TASK: Copy all of the data below without altering a single line.

*** GIVEN RECORDS ***

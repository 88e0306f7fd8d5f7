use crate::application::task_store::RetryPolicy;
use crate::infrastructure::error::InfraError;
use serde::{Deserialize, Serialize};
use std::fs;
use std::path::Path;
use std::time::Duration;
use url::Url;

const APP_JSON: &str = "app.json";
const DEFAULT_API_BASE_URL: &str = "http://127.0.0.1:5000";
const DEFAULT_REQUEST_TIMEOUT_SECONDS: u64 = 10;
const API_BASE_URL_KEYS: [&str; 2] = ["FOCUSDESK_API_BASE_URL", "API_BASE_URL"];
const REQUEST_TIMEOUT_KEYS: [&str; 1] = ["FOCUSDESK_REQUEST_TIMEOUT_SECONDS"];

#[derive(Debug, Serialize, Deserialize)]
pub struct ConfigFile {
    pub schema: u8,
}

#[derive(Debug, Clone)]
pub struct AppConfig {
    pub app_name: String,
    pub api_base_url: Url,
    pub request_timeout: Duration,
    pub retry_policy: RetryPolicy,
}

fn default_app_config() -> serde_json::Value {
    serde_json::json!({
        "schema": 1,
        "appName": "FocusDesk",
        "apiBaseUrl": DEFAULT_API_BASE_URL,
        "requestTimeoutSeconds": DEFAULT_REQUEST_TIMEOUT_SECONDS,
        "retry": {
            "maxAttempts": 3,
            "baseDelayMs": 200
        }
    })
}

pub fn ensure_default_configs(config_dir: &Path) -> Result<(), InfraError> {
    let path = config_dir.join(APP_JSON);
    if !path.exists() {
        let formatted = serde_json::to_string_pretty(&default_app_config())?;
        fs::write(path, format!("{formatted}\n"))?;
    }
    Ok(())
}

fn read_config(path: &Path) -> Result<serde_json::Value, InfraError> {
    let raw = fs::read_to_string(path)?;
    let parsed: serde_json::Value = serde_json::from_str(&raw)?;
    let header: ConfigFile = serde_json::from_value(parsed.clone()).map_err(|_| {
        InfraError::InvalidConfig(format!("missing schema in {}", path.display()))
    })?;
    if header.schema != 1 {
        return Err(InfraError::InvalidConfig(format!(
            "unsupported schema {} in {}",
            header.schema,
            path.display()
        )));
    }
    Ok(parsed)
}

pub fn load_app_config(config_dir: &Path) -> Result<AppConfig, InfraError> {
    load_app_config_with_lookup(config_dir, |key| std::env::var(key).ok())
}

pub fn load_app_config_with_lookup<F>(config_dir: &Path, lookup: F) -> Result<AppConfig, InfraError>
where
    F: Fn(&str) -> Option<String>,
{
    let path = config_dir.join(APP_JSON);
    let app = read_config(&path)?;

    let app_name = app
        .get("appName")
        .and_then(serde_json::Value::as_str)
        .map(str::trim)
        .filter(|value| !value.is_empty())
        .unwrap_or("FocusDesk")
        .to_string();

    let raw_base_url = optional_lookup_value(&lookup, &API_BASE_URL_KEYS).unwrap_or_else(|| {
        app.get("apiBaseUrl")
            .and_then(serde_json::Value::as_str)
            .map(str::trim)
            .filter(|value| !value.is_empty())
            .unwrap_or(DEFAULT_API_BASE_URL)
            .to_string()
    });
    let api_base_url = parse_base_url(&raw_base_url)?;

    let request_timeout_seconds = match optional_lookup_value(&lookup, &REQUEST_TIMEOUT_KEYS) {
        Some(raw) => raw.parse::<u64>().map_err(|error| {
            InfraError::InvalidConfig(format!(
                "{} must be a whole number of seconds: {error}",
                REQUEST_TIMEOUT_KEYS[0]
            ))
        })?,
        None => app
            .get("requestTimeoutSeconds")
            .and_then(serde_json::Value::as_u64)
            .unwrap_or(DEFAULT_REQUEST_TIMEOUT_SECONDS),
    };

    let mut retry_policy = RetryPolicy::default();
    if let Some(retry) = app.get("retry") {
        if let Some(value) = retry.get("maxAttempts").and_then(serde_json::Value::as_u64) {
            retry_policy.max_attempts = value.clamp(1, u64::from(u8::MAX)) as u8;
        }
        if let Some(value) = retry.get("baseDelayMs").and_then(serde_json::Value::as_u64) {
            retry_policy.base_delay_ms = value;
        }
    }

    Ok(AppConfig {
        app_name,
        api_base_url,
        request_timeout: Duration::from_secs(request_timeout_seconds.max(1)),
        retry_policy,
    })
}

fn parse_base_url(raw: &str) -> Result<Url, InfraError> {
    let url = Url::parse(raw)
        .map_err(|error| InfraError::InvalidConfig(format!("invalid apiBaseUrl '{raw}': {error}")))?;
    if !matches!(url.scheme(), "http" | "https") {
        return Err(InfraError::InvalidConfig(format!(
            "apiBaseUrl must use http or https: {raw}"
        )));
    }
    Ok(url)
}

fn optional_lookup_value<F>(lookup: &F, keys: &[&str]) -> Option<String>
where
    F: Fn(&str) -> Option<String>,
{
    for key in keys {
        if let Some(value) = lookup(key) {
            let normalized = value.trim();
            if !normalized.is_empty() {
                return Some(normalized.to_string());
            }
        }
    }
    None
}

***

REPLY TO THE TASK:
repository 88e0306f7fd8d5f7
use crate::application::task_store::RetryPolicy;
use crate::infrastructure::error::InfraError;
use serde::{Deserialize, Serialize};
use std::fs;
use std::path::Path;
use std::time::Duration;
use url::Url;

const APP_JSON: &str = "app.json";
const DEFAULT_API_BASE_URL: &str = "http://127.0.0.1:5000";
const DEFAULT_REQUEST_TIMEOUT_SECONDS: u64 = 10;
const API_BASE_URL_KEYS: [&str; 2] = ["FOCUSDESK_API_BASE_URL", "API_BASE_URL"];
const REQUEST_TIMEOUT_KEYS: [&str; 1] = ["FOCUSDESK_REQUEST_TIMEOUT_SECONDS"];

#[derive(Debug, Serialize, Deserialize)]
pub struct ConfigFile {
    pub schema: u8,
}

#[derive(Debug, Clone)]
pub struct AppConfig {
    pub app_name: String,
    pub api_base_url: Url,
    pub request_timeout: Duration,
    pub retry_policy: RetryPolicy,
}

fn default_app_config() -> serde_json::Value {
    serde_json::json!({
        "schema": 1,
        "appName": "FocusDesk",
        "apiBaseUrl": DEFAULT_API_BASE_URL,
        "requestTimeoutSeconds": DEFAULT_REQUEST_TIMEOUT_SECONDS,
        "retry": {
            "maxAttempts": 3,
            "baseDelayMs": 200
        }
    })
}

pub fn ensure_default_configs(config_dir: &Path) -> Result<(), InfraError> {
    let path = config_dir.join(APP_JSON);
    if !path.exists() {
        let formatted = serde_json::to_string_pretty(&default_app_config())?;
        fs::write(path, format!("{formatted}\n"))?;
    }
    Ok(())
}

fn read_config(path: &Path) -> Result<serde_json::Value, InfraError> {
    let raw = fs::read_to_string(path)?;
    let parsed: serde_json::Value = serde_json::from_str(&raw)?;
    let header: ConfigFile = serde_json::from_value(parsed.clone()).map_err(|_| {
        InfraError::InvalidConfig(format!("missing schema in {}", path.display()))
    })?;
    if header.schema != 1 {
        return Err(InfraError::InvalidConfig(format!(
            "unsupported schema {} in {}",
            header.schema,
            path.display()
        )));
    }
    Ok(parsed)
}

pub fn load_app_config(config_dir: &Path) -> Result<AppConfig, InfraError> {
    load_app_config_with_lookup(config_dir, |key| std::env::var(key).ok())
}

pub fn load_app_config_with_lookup<F>(config_dir: &Path, lookup: F) -> Result<AppConfig, InfraError>
where
    F: Fn(&str) -> Option<String>,
{
    let path = config_dir.join(APP_JSON);
    let app = read_config(&path)?;

    let app_name = app
        .get("appName")
        .and_then(serde_json::Value::as_str)
        .map(str::trim)
        .filter(|value| !value.is_empty())
        .unwrap_or("FocusDesk")
        .to_string();

    let raw_base_url = optional_lookup_value(&lookup, &API_BASE_URL_KEYS).unwrap_or_else(|| {
        app.get("apiBaseUrl")
            .and_then(serde_json::Value::as_str)
            .map(str::trim)
            .filter(|value| !value.is_empty())
            .unwrap_or(DEFAULT_API_BASE_URL)
            .to_string()
    });
    let api_base_url = parse_base_url(&raw_base_url)?;

    let request_timeout_seconds = match optional_lookup_value(&lookup, &REQUEST_TIMEOUT_KEYS) {
        Some(raw) => raw.parse::<u64>().map_err(|error| {
            InfraError::InvalidConfig(format!(
                "{} must be a whole number of seconds: {error}",
                REQUEST_TIMEOUT_KEYS[0]
            ))
        })?,
        None => app
            .get("requestTimeoutSeconds")
            .and_then(serde_json::Value::as_u64)
            .unwrap_or(DEFAULT_REQUEST_TIMEOUT_SECONDS),
    };

    let mut retry_policy = RetryPolicy::default();
    if let Some(retry) = app.get("retry") {
        if let Some(value) = retry.get("maxAttempts").and_then(serde_json::Value::as_u64) {
            retry_policy.max_attempts = value.clamp(1, u64::from(u8::MAX)) as u8;
        }
        if let Some(value) = retry.get("baseDelayMs").and_then(serde_json::Value::as_u64) {
            retry_policy.base_delay_ms = value;
        }
    }

    Ok(AppConfig {
        app_name,
        api_base_url,
        request_timeout: Duration::from_secs(request_timeout_seconds.max(1)),
        retry_policy,
    })
}

fn parse_base_url(raw: &str) -> Result<Url, InfraError> {
    let url = Url::parse(raw)
        .map_err(|error| InfraError::InvalidConfig(format!("invalid apiBaseUrl '{raw}': {error}")))?;
    if !matches!(url.scheme(), "http" | "https") {
        return Err(InfraError::InvalidConfig(format!(
            "apiBaseUrl must use http or https: {raw}"
        )));
    }
    Ok(url)
}

fn optional_lookup_value<F>(lookup: &F, keys: &[&str]) -> Option<String>
where
    F: Fn(&str) -> Option<String>,
{
    for key in keys {
        if let Some(value) = lookup(key) {
            let normalized = value.trim();
            if !normalized.is_empty() {
                return Some(normalized.to_string());
            }
        }
    }
    None
}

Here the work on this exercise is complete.